Material provided
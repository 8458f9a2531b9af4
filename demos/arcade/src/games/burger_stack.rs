//! Burger Stack — drop sliding ingredients onto a growing stack.
//!
//! An ingredient slides back and forth near the top of the field; a press
//! drops it, and wind pushes it sideways while it falls.  Drops are scored
//! by how well they line up with the layer below.  Following the current
//! recipe pays a bonus, and topping a finished recipe with a bun completes
//! the burger and clears the stack.  The run ends when an ingredient misses
//! the stack entirely or overhangs the layer below by more than half its
//! width.
//!
//! The field is 100 wide and 100 tall; horizontal and vertical distances are
//! scaled separately from a 400 × 500 canvas.

use ob_sim::{GameAdapter, Simulator};

use super::{register, spawn};

const STACK: &str = "stack";

const FIELD_WIDTH:   f64 = 100.0;
const FIELD_HEIGHT:  f64 = 100.0;
const SPAWN_Y:       f64 = 10.0;
const PLATE_X:       f64 = 50.0;
const PLATE_Y:       f64 = 92.0;
const PLATE_WIDTH:   f64 = 25.0;
const PLATE_HEIGHT:  f64 = 4.0;

const DROP_VELOCITY: f64 = 0.2;
const GRAVITY:       f64 = 0.04;
const WIND_FACTOR:   f64 = 1.5 / 4.0;

const PERFECT_OFFSET: f64 = 1.25;
const GOOD_OFFSET:    f64 = 3.75;
const PERFECT_BONUS:  f64 = 25.0;
const BURGER_BONUS:   f64 = 100.0;

/// Ticks between the last bun landing and the completion bonus.
const CLEAR_DELAY_TICKS: u64 = 90;
/// Further ticks before the next bottom bun appears.
const RESTART_DELAY_TICKS: u64 = 30;

#[derive(Debug, Clone, Copy, PartialEq, Eq)]
enum Kind {
    BottomBun,
    Patty,
    Cheese,
    Lettuce,
    Tomato,
    Onion,
    TopBun,
}

impl Kind {
    const ALL: [Kind; 7] = [
        Kind::BottomBun,
        Kind::Patty,
        Kind::Cheese,
        Kind::Lettuce,
        Kind::Tomato,
        Kind::Onion,
        Kind::TopBun,
    ];

    fn height(self) -> f64 {
        match self {
            Kind::BottomBun => 2.0,
            Kind::Patty => 3.0,
            Kind::Cheese => 1.0,
            Kind::Lettuce => 1.6,
            Kind::Tomato => 1.4,
            Kind::Onion => 1.0,
            Kind::TopBun => 2.4,
        }
    }
}

const RECIPES: [&[Kind]; 3] = [
    &[Kind::BottomBun, Kind::Patty, Kind::Cheese, Kind::TopBun],
    &[Kind::BottomBun, Kind::Patty, Kind::Lettuce, Kind::Tomato, Kind::TopBun],
    &[
        Kind::BottomBun,
        Kind::Patty,
        Kind::Cheese,
        Kind::Lettuce,
        Kind::Tomato,
        Kind::Onion,
        Kind::TopBun,
    ],
];

#[derive(Debug, Clone)]
struct Ingredient {
    kind:    Kind,
    x:       f64,
    y:       f64,
    width:   f64,
    height:  f64,
    vx:      f64,
    vy:      f64,
    falling: bool,
}

#[derive(Debug, Clone, Copy)]
enum Phase {
    Playing,
    /// Burger finished; the stack clears at `clear_at` and a new bun
    /// appears at `restart_at`.
    Clearing { clear_at: u64, restart_at: u64 },
}

/// Per-run state: the falling ingredient, the recipe and the combo.
#[derive(Debug, Clone)]
pub struct BurgerState {
    current:         Option<Ingredient>,
    phase:           Phase,
    recipe:          &'static [Kind],
    progress:        Vec<Kind>,
    recipe_complete: bool,
    combo:           u32,
    wind:            f64,
    /// Local difficulty; raises wind and slide speed as the stack grows.
    heat:            f64,
}

pub struct BurgerStack;

impl BurgerStack {
    fn pick_recipe(sim: &mut Simulator) -> &'static [Kind] {
        RECIPES[sim.rng.gen_range(0..RECIPES.len())]
    }

    fn next_kind(sim: &mut Simulator, st: &BurgerState) -> Kind {
        if !st.recipe_complete {
            if let Some(&kind) = st.recipe.get(st.progress.len()) {
                return kind;
            }
        }
        Kind::ALL[sim.rng.gen_range(0..Kind::ALL.len())]
    }

    fn new_ingredient(sim: &mut Simulator, st: &mut BurgerState, kind: Kind) {
        let direction = if sim.rng.gen_bool(0.5) { 1.0 } else { -1.0 };
        st.wind = (sim.rng.random_range(0.0, 0.8) + 0.4) * st.heat * direction;

        let sign = if sim.rng.gen_bool(0.5) { 1.0 } else { -1.0 };
        st.current = Some(Ingredient {
            kind,
            x:       FIELD_WIDTH / 2.0,
            y:       SPAWN_Y,
            width:   sim.rng.random_range(17.5, 22.5),
            height:  kind.height(),
            vx:      sim.rng.random_range(0.25, 0.5) * sign,
            vy:      0.0,
            falling: false,
        });
    }

    /// Score for a drop `offset` away from the layer below, given the
    /// number of layers already stacked.
    fn drop_score(st: &mut BurgerState, layers: usize, offset: f64) -> (f64, bool) {
        let perfect = offset < PERFECT_OFFSET;
        let accuracy = if perfect {
            st.combo += 1;
            2.0
        } else if offset < GOOD_OFFSET {
            st.combo += 1;
            1.5
        } else {
            st.combo = 0;
            1.0
        };
        let combo = if st.combo >= 3 { 1.0 + st.combo as f64 * 0.1 } else { 1.0 };
        ((layers as f64 * 10.0 * accuracy * combo).floor(), perfect)
    }

    /// Settle `ing` on top of `support`, score it and queue the next piece.
    fn land(sim: &mut Simulator, st: &mut BurgerState, ing: Ingredient, support: (f64, f64, f64)) {
        let (below_x, below_top, _) = support;
        let mut ing = ing;
        ing.y = below_top - ing.height / 2.0;
        ing.falling = false;

        let layers = sim.objects.entity_count(STACK).unwrap_or(0);
        let (points, perfect) = Self::drop_score(st, layers, (ing.x - below_x).abs());
        sim.add_score_at(points, ing.x, ing.y);
        if perfect {
            sim.add_score(PERFECT_BONUS);
            sim.record("perfect", st.combo as f64);
        }

        let kind = ing.kind;
        let (x, y) = (ing.x, ing.y);
        spawn(sim, STACK, ing);

        let mut force_top_bun = false;
        if !st.recipe_complete {
            st.progress.push(kind);
            if st.progress.len() == st.recipe.len() && st.progress == st.recipe {
                st.recipe_complete = true;
                let bonus = st.recipe.len() as f64 * 50.0;
                sim.add_score_at(bonus, x, y);
                sim.record("recipe", bonus);
                force_top_bun = kind != Kind::TopBun;
            }
        }

        if kind == Kind::TopBun && st.recipe_complete {
            let now = sim.tick().0;
            st.phase = Phase::Clearing {
                clear_at:   now + CLEAR_DELAY_TICKS,
                restart_at: now + CLEAR_DELAY_TICKS + RESTART_DELAY_TICKS,
            };
        } else if force_top_bun {
            Self::new_ingredient(sim, st, Kind::TopBun);
        } else {
            let next = Self::next_kind(sim, st);
            Self::new_ingredient(sim, st, next);
        }

        let stacked = sim.objects.entity_count(STACK).unwrap_or(0);
        if stacked % 5 == 0 {
            st.heat += 0.2;
            if let (Phase::Playing, Some(cur)) = (st.phase, st.current.as_mut()) {
                cur.vx *= 1.1;
            }
        }
    }

    /// Centre x, top edge and width of whatever the next layer lands on.
    fn support(sim: &Simulator) -> (f64, f64, f64) {
        sim.objects
            .pool::<Ingredient>(STACK)
            .and_then(|pool| pool.iter().last())
            .map(|top| (top.x, top.y - top.height / 2.0, top.width))
            .unwrap_or((PLATE_X, PLATE_Y - PLATE_HEIGHT / 2.0, PLATE_WIDTH))
    }

    /// `true` if some layer overhangs the one below it by more than half
    /// the lower layer's width.
    fn toppled(sim: &Simulator) -> bool {
        sim.objects
            .pool::<Ingredient>(STACK)
            .map(|pool| {
                pool.as_slice()
                    .windows(2)
                    .any(|pair| (pair[1].x - pair[0].x).abs() > pair[0].width / 2.0)
            })
            .unwrap_or(false)
    }
}

impl GameAdapter for BurgerStack {
    type Context = BurgerState;

    fn name(&self) -> &str {
        "BurgerStack"
    }

    fn init(&self, sim: &mut Simulator) -> BurgerState {
        register::<Ingredient>(sim, STACK);
        let mut st = BurgerState {
            current:         None,
            phase:           Phase::Playing,
            recipe:          Self::pick_recipe(sim),
            progress:        Vec::new(),
            recipe_complete: false,
            combo:           0,
            wind:            0.0,
            heat:            1.0,
        };
        Self::new_ingredient(sim, &mut st, Kind::BottomBun);
        st
    }

    fn update(&self, sim: &mut Simulator, st: &mut BurgerState) {
        let now = sim.tick().0;

        if let Phase::Clearing { clear_at, restart_at } = st.phase {
            if now == clear_at {
                sim.add_score(BURGER_BONUS);
                sim.record("burger", BURGER_BONUS);
                if let Some(stack) = sim.objects.pool_mut::<Ingredient>(STACK) {
                    stack.clear();
                }
                st.progress.clear();
                st.recipe_complete = false;
                st.recipe = Self::pick_recipe(sim);
            }
            if now >= restart_at {
                st.phase = Phase::Playing;
                Self::new_ingredient(sim, st, Kind::BottomBun);
            }
            return;
        }

        let Some(mut ing) = st.current.take() else {
            return;
        };

        if !ing.falling {
            ing.x += ing.vx;
            if ing.x < ing.width / 2.0 || ing.x > FIELD_WIDTH - ing.width / 2.0 {
                ing.vx = -ing.vx;
            }
            if sim.input().just_pressed {
                ing.falling = true;
                ing.vy = DROP_VELOCITY;
            }
            st.current = Some(ing);
            return;
        }

        ing.vy += GRAVITY;
        ing.y += ing.vy;
        ing.x += st.wind * WIND_FACTOR;

        let support = Self::support(sim);
        let (below_x, below_top, below_width) = support;
        let reached = ing.y + ing.height / 2.0 >= below_top;
        let overlaps = ing.x + ing.width / 2.0 > below_x - below_width / 2.0
            && ing.x - ing.width / 2.0 < below_x + below_width / 2.0;

        if reached && overlaps {
            Self::land(sim, st, ing, support);
            if Self::toppled(sim) {
                sim.end();
            }
            return;
        }

        if ing.y > FIELD_HEIGHT {
            sim.end();
            return;
        }
        st.current = Some(ing);
    }
}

Assignment
Write out the records exactly, starting at the first line and stopping after the line that contains "const RECIPES: [&[Kind];".

Answer area
repository 8458f9a2531b9af4
filename demos/arcade/src/games/burger_stack.rs
//! Burger Stack — drop sliding ingredients onto a growing stack.
//!
//! An ingredient slides back and forth near the top of the field; a press
//! drops it, and wind pushes it sideways while it falls.  Drops are scored
//! by how well they line up with the layer below.  Following the current
//! recipe pays a bonus, and topping a finished recipe with a bun completes
//! the burger and clears the stack.  The run ends when an ingredient misses
//! the stack entirely or overhangs the layer below by more than half its
//! width.
//!
//! The field is 100 wide and 100 tall; horizontal and vertical distances are
//! scaled separately from a 400 × 500 canvas.

use ob_sim::{GameAdapter, Simulator};

use super::{register, spawn};

const STACK: &str = "stack";

const FIELD_WIDTH:   f64 = 100.0;
const FIELD_HEIGHT:  f64 = 100.0;
const SPAWN_Y:       f64 = 10.0;
const PLATE_X:       f64 = 50.0;
const PLATE_Y:       f64 = 92.0;
const PLATE_WIDTH:   f64 = 25.0;
const PLATE_HEIGHT:  f64 = 4.0;

const DROP_VELOCITY: f64 = 0.2;
const GRAVITY:       f64 = 0.04;
const WIND_FACTOR:   f64 = 1.5 / 4.0;

const PERFECT_OFFSET: f64 = 1.25;
const GOOD_OFFSET:    f64 = 3.75;
const PERFECT_BONUS:  f64 = 25.0;
const BURGER_BONUS:   f64 = 100.0;

/// Ticks between the last bun landing and the completion bonus.
const CLEAR_DELAY_TICKS: u64 = 90;
/// Further ticks before the next bottom bun appears.
const RESTART_DELAY_TICKS: u64 = 30;

#[derive(Debug, Clone, Copy, PartialEq, Eq)]
enum Kind {
    BottomBun,
    Patty,
    Cheese,
    Lettuce,
    Tomato,
    Onion,
    TopBun,
}

impl Kind {
    const ALL: [Kind; 7] = [
        Kind::BottomBun,
        Kind::Patty,
        Kind::Cheese,
        Kind::Lettuce,
        Kind::Tomato,
        Kind::Onion,
        Kind::TopBun,
    ];

    fn height(self) -> f64 {
        match self {
            Kind::BottomBun => 2.0,
            Kind::Patty => 3.0,
            Kind::Cheese => 1.0,
            Kind::Lettuce => 1.6,
            Kind::Tomato => 1.4,
            Kind::Onion => 1.0,
            Kind::TopBun => 2.4,
        }
    }
}

const RECIPES: [&[Kind]; 3] = [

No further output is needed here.